Background: We investigated iodine status and its association with thyroid function among preschool children residing in iodine-sufficient area. Methods: From the Environment and Development of Children study, 477 children were evaluated for thyroid function and urine iodine concentration (UIC) at age 6 during 2015-2017. After excluding children born with multiple birth and with congenital hypothyroidism or Hashimoto thyroiditis, 439 (231 boys) were included. Subclinical hypothyroidism (SCH) was defined as thyroid stimulating hormone (TSH) levels between 4.9-10 μIU/mL with normal free T4 levels. Iodine status was evaluated by UIC and children were categorized into 4 groups: iodine deficient (UIC < 100 μg/L), adequate (UIC, 100-299 μg/L), mild excessive (UIC, 300-999 μg/L), severe excessive (UIC ≥ 1000 μg/L). Results: Goiter was palpated in 64 (14.6%) with female predominance (26.0% vs. 4.3%, P < 0.001). Serum level of free T4 and T3 was 1.2 ± 0.1 ng/dL and 148.1 ± 18.5 ng/dL, respectively. The median TSH level was 2.3 (0.53-8.59) μIU/mL and the prevalence of SCH was 4.3% without sex-difference.
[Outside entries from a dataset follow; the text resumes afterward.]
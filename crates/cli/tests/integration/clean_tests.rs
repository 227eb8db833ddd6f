use predicates::prelude::*;
use serial_test::serial;

use super::common::TestEnv;

#[test]
#[serial]
fn clean_removes_previous_output() {
  let env = TestEnv::with_toolchain(0);
  let out = env.output_path("x64");
  std::fs::create_dir_all(&out).unwrap();
  std::fs::write(out.join("stale.dll"), b"old").unwrap();

  env.pubwin_cmd().arg("--clean").assert().success();

  assert!(!out.join("stale.dll").exists());
  let calls = env.calls();
  assert_eq!(calls.len(), 2);
  assert!(calls[0].starts_with("clean "), "{}", calls[0]);
  assert!(calls[0].ends_with("-c Release"), "{}", calls[0]);
  assert!(calls[1].starts_with("publish "), "{}", calls[1]);
}

#[test]
#[serial]
fn clean_without_previous_output_succeeds() {
  let env = TestEnv::with_toolchain(0);

  env
    .pubwin_cmd()
    .args(["--clean", "-c", "Debug"])
    .assert()
    .success()
    .stdout(predicate::str::contains("Publish complete!"));

  assert!(env.calls()[0].ends_with("-c Debug"));
}

#[test]
#[serial]
fn failed_clean_stops_before_publish() {
  let env = TestEnv::with_toolchain(5);

  env
    .pubwin_cmd()
    .arg("--clean")
    .assert()
    .code(5)
    .stderr(predicate::str::contains("clean failed (exit code 5)"));

  assert_eq!(env.calls().len(), 1);
}

#[test]
#[serial]
fn dry_run_clean_keeps_previous_output() {
  let env = TestEnv::with_toolchain(0);
  let out = env.output_path("x64");
  std::fs::create_dir_all(&out).unwrap();

  env.pubwin_cmd().args(["--clean", "--dry-run"]).assert().success();

  assert!(out.exists());
}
The median UIC level was 606.2 (19.9-16409.7) μg/L, higher in boys (684 vs. 545 μg/L, P = 0.021) than in girls. Iodine was deficient in 19 (4.3%), adequate in 96 (21.9%), mild excessive in 170 (38.7%), and severe excessive in 145 (35.1%). After excluding 19 iodine deficient children, the relationship between iodine status and thyroid function was evaluated by multiple regression analysis after adjusting for age, sex, birth weight, gestational age, body mass index Z-score, and family history. As iodine status increased from adequate, mild excessive to severe excessive group, T3 levels decreased, and TSH levels increased with marginal significance (P for trend < 0.1 for T3 and TSH). When stratified by sex, similar association was found in only girls (P for trend = 0.043 for T3, and 0.062 for TSH) but not in boys, and mild excessive group showed lower free T4 levels (β = -0.05, P = 0.013) and severe excessive group had lower T3 levels (β = -7.04, P = 0.035) than iodine adequate group in only girls, but not in boys. Conclusion: Iodine was deficient in 4.3%, adequate in 21.9%, and excessive in 73.8% among preschool children residing in South Korea. As iodine status increased from adequate to excessive group, TSH levels increased with decreasing free T4 and T3 levels in girls.